[Collected data entries]

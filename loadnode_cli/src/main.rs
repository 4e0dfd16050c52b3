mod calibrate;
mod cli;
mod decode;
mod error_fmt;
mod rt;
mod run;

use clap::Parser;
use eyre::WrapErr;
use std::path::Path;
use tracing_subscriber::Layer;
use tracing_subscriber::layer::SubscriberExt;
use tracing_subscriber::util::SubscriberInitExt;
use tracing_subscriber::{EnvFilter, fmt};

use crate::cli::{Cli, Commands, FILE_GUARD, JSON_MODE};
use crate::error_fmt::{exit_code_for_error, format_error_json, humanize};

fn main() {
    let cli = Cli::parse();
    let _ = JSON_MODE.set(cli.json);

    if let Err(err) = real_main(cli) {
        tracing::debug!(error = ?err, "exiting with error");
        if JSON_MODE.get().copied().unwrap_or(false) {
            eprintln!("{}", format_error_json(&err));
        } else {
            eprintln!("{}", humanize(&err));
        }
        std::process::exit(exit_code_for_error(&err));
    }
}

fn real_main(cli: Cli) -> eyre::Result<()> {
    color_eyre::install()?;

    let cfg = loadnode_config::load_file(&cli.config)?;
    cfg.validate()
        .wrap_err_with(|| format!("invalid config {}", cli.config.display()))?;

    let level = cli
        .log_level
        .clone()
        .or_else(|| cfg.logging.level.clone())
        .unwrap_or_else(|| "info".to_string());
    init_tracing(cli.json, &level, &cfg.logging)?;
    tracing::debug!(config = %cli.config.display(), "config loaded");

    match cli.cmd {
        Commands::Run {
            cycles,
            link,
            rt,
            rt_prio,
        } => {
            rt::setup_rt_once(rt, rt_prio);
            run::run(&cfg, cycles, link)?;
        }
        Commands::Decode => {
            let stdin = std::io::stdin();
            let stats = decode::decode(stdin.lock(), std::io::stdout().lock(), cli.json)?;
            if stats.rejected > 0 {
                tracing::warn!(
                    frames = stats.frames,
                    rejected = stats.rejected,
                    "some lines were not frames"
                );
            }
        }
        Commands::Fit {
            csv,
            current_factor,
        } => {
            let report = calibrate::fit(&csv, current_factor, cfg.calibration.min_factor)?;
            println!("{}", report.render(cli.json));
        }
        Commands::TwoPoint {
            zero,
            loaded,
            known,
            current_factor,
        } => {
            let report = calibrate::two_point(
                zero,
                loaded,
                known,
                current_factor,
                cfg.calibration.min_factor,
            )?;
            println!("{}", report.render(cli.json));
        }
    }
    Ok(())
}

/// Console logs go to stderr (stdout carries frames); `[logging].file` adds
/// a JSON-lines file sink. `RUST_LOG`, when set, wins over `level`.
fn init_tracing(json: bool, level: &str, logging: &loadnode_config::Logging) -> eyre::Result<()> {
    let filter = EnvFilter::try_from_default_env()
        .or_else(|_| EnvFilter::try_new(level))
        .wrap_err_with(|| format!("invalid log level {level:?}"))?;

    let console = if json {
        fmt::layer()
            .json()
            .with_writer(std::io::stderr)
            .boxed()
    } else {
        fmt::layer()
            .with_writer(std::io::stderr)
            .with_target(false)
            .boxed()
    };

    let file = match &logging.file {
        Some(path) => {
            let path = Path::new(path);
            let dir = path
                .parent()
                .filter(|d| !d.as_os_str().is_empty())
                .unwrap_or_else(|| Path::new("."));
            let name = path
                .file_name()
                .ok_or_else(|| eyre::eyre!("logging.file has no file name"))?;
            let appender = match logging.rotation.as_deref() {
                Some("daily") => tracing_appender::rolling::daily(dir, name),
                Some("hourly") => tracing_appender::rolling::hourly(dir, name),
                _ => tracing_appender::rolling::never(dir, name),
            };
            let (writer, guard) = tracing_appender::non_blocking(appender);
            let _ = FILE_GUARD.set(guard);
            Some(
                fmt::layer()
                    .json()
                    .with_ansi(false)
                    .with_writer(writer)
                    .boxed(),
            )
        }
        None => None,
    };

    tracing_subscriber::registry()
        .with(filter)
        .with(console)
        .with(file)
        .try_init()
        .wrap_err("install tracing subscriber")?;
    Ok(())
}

▶ **Task details**:
The lines sought are those in the data above that include the string "crate"; copy each one.

▶ **Solution below**:
use crate::cli::{Cli, Commands, FILE_GUARD, JSON_MODE};
use crate::error_fmt::{exit_code_for_error, format_error_json, humanize};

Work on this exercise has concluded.